Count how many lines of the data below contain the string "derivation"; the reply should be that number alone.

Start of Listed entries

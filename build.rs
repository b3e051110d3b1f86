// Author: Eshan Roy
// SPDX-License-Identifier: MIT

//! Embeds git metadata for `scopekit version`. Outside a git checkout vergen
//! emits `VERGEN_IDEMPOTENT_OUTPUT` placeholders, which `scopekit::version`
//! drops so only the package version is shown.

use vergen::EmitBuilder;

fn main() -> Result<(), Box<dyn std::error::Error>> {
    EmitBuilder::builder()
        .git_sha(true)
        .git_commit_date()
        .emit()?;
    Ok(())
}
// Author: Eshan Roy
// SPDX-License-Identifier: MIT

//! Configuration module for scopekit.
//!
//! This module handles locating, parsing and validating scopekit.toml.
//! Every setting has a default, so a workspace without a configuration file
//! gets the stock rule set.

pub mod default;
mod loader;
mod schema;

pub use default::default_config;
pub use loader::{find_config_file_from, load_config, load_config_from, parse_config, validate_config};
pub use schema::*;
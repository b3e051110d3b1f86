// Author: Eshan Roy
// SPDX-License-Identifier: MIT

//! Configuration loading and validation.

use crate::error::{ConfigError, Result, ScopeKitError};
use crate::rules::{LengthBounds, ScopeTemplate};
use std::path::{Path, PathBuf};

use super::schema::ScopeKitConfig;

/// Configuration file names to search for, in order of priority.
const CONFIG_FILES: &[&str] = &["scopekit.toml", ".scopekit.toml", ".config/scopekit.toml"];

/// Find the configuration file starting from a specific directory.
///
/// Walks up from `start_dir`, then falls back to the home directory and the
/// XDG config directory.
pub fn find_config_file_from(start_dir: &Path) -> Option<PathBuf> {
    let mut current = start_dir.to_path_buf();

    loop {
        for config_name in CONFIG_FILES {
            let config_path = current.join(config_name);
            if config_path.is_file() {
                return Some(config_path);
            }
        }

        if !current.pop() {
            break;
        }
    }

    if let Some(home) = dirs::home_dir() {
        for config_name in CONFIG_FILES {
            let config_path = home.join(config_name);
            if config_path.is_file() {
                return Some(config_path);
            }
        }
    }

    if let Some(config_dir) = dirs::config_dir() {
        let config_path = config_dir.join("scopekit").join("config.toml");
        if config_path.is_file() {
            return Some(config_path);
        }
    }

    None
}

/// Load configuration for the workspace at `root`, or defaults if none exists.
pub fn load_config(root: &Path) -> Result<ScopeKitConfig> {
    match find_config_file_from(root) {
        Some(path) => load_config_from(&path),
        None => {
            tracing::debug!("No configuration file found, using defaults");
            Ok(ScopeKitConfig::default())
        }
    }
}

/// Load configuration from a specific path.
pub fn load_config_from(path: &Path) -> Result<ScopeKitConfig> {
    tracing::debug!("Loading configuration from: {:?}", path);

    if !path.exists() {
        return Err(ScopeKitError::Config(ConfigError::NotFound {
            path: path.to_path_buf(),
        }));
    }

    let content = std::fs::read_to_string(path).map_err(|e| {
        ScopeKitError::Config(ConfigError::ParseError {
            message: format!("Failed to read config file: {}", e),
        })
    })?;

    parse_config(&content)
}

/// Parse and validate configuration from a TOML string.
pub fn parse_config(content: &str) -> Result<ScopeKitConfig> {
    let config: ScopeKitConfig = toml::from_str(content).map_err(|e| {
        ScopeKitError::Config(ConfigError::ParseError {
            message: format!("Failed to parse TOML: {}", e),
        })
    })?;

    validate_config(&config)?;
    Ok(config)
}

/// Check the invariants the rule provider relies on.
pub fn validate_config(config: &ScopeKitConfig) -> Result<()> {
    LengthBounds::new(config.rules.min_length, config.rules.max_length).map_err(|e| {
        ConfigError::InvalidValue {
            key: "rules.min_length/rules.max_length".to_string(),
            message: e.to_string(),
        }
    })?;

    ScopeTemplate::new(&config.scopes.template).map_err(|e| ConfigError::InvalidValue {
        key: "scopes.template".to_string(),
        message: e.to_string(),
    })?;

    Ok(())
}
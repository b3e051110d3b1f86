// Author: Eshan Roy
// SPDX-License-Identifier: MIT

//! Configuration schema definitions.
//!
//! Defines all configuration structures that can be loaded from scopekit.toml.

use crate::rules::LengthBounds;
use serde::{Deserialize, Serialize};
use std::collections::BTreeMap;

/// Default template for project scope descriptions.
pub const DEFAULT_SCOPE_TEMPLATE: &str =
    "for changes of project {{name}} within the directory {{root}}";

/// The main configuration structure for scopekit.
#[derive(Debug, Clone, Serialize, Deserialize, Default, PartialEq)]
#[serde(default)]
pub struct ScopeKitConfig {
    /// Length bounds and rule severity.
    pub rules: RulesConfig,

    /// Scope derivation settings.
    pub scopes: ScopesConfig,

    /// Workspace discovery settings.
    pub workspace: WorkspaceConfig,
}

impl ScopeKitConfig {
    /// Load configuration for the workspace rooted at `root`.
    pub fn load(root: &std::path::Path) -> crate::error::Result<Self> {
        super::loader::load_config(root)
    }

    /// Load configuration from a specific path.
    pub fn load_from(path: &std::path::Path) -> crate::error::Result<Self> {
        super::loader::load_config_from(path)
    }
}

/// Rule configuration.
#[derive(Debug, Clone, Serialize, Deserialize, PartialEq)]
#[serde(default)]
pub struct RulesConfig {
    /// Minimum length of a header line.
    pub min_length: usize,

    /// Maximum length of header, body and footer lines.
    pub max_length: usize,

    /// Severity attached to every exported rule.
    pub level: RuleLevel,
}

impl Default for RulesConfig {
    fn default() -> Self {
        Self {
            min_length: LengthBounds::DEFAULT_MIN,
            max_length: LengthBounds::DEFAULT_MAX,
            level: RuleLevel::Error,
        }
    }
}

/// Severity of an exported lint rule.
///
/// Serializes to the lint engine's numeric levels (0, 1, 2) in exported
/// rules; in scopekit.toml it is spelled out.
#[derive(Debug, Clone, Copy, PartialEq, Eq, Serialize, Deserialize, Default)]
#[serde(rename_all = "lowercase")]
pub enum RuleLevel {
    Disabled,
    Warning,
    #[default]
    Error,
}

impl RuleLevel {
    /// Numeric level understood by the lint engine.
    pub fn as_u8(&self) -> u8 {
        match self {
            RuleLevel::Disabled => 0,
            RuleLevel::Warning => 1,
            RuleLevel::Error => 2,
        }
    }
}

/// Scope derivation configuration.
#[derive(Debug, Clone, Serialize, Deserialize, PartialEq)]
#[serde(default)]
pub struct ScopesConfig {
    /// Handlebars template for project scope descriptions.
    ///
    /// Available variables: `name`, `root`, `kind`.
    pub template: String,

    /// What to do when a project is named like a reserved scope.
    pub on_collision: CollisionPolicy,

    /// Additional fixed scopes, merged after project scopes.
    pub extra: BTreeMap<String, String>,
}

impl Default for ScopesConfig {
    fn default() -> Self {
        Self {
            template: DEFAULT_SCOPE_TEMPLATE.to_string(),
            on_collision: CollisionPolicy::Overwrite,
            extra: BTreeMap::new(),
        }
    }
}

/// Policy for project names that collide with reserved scopes.
#[derive(Debug, Clone, Copy, PartialEq, Eq, Serialize, Deserialize, Default)]
#[serde(rename_all = "lowercase")]
pub enum CollisionPolicy {
    /// Last write wins: the reserved description replaces the project's.
    #[default]
    Overwrite,
    /// Fail the load.
    Reject,
}

/// Workspace discovery configuration.
#[derive(Debug, Clone, Serialize, Deserialize, PartialEq)]
#[serde(default)]
pub struct WorkspaceConfig {
    /// Directory names never searched for project.json or package.json.
    pub ignore: Vec<String>,
}

impl Default for WorkspaceConfig {
    fn default() -> Self {
        Self {
            ignore: vec![
                "node_modules".to_string(),
                "dist".to_string(),
                "tmp".to_string(),
                "target".to_string(),
            ],
        }
    }
}
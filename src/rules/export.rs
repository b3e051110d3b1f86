// Author: Eshan Roy
// SPDX-License-Identifier: MIT

//! Export of a rule set as lint engine rules.
//!
//! Each rule is written as `[level, applicability, value]`, the layout
//! commitlint reads from its `rules` object.

use crate::config::RuleLevel;
use serde::{Serialize, Serializer};
use std::collections::BTreeMap;

use super::provider::RuleSet;

/// When a rule applies. Exported rules always hold.
#[derive(Debug, Clone, Copy, PartialEq, Eq, Serialize)]
#[serde(rename_all = "lowercase")]
pub enum Applicability {
    Always,
}

/// Value carried by a rule.
#[derive(Debug, Clone, PartialEq, Eq, Serialize)]
#[serde(untagged)]
pub enum RuleValue {
    Length(usize),
    Enum(Vec<String>),
}

/// A single lint rule.
#[derive(Debug, Clone, PartialEq, Eq, Serialize)]
pub struct LintRule(
    #[serde(serialize_with = "serialize_level")] pub RuleLevel,
    pub Applicability,
    pub RuleValue,
);

fn serialize_level<S: Serializer>(level: &RuleLevel, serializer: S) -> Result<S::Ok, S::Error> {
    serializer.serialize_u8(level.as_u8())
}

/// The exported configuration: rule name to rule.
#[derive(Debug, Clone, PartialEq, Eq, Serialize)]
pub struct LintConfig {
    pub rules: BTreeMap<String, LintRule>,
}

impl LintConfig {
    /// Look up a rule by name.
    pub fn rule(&self, name: &str) -> Option<&LintRule> {
        self.rules.get(name)
    }

    /// Render as pretty-printed JSON.
    pub fn to_json(&self) -> String {
        serde_json::to_string_pretty(self).unwrap_or_default()
    }
}

/// Derive lint rules from a rule set.
pub fn export(rules: &RuleSet, level: RuleLevel) -> LintConfig {
    let length = |n: usize| LintRule(level, Applicability::Always, RuleValue::Length(n));
    let allow = |names: Vec<String>| LintRule(level, Applicability::Always, RuleValue::Enum(names));

    let mut exported = BTreeMap::new();
    exported.insert("header-max-length".to_string(), length(rules.max_length));
    exported.insert("body-max-length".to_string(), length(rules.max_length));
    exported.insert("footer-max-length".to_string(), length(rules.max_length));
    exported.insert("header-min-length".to_string(), length(rules.min_length));
    exported.insert(
        "type-enum".to_string(),
        allow(rules.types.keys().cloned().collect()),
    );
    exported.insert(
        "scope-enum".to_string(),
        allow(rules.scopes.names().map(str::to_string).collect()),
    );

    LintConfig { rules: exported }
}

End of Listed entries

Solution below:
2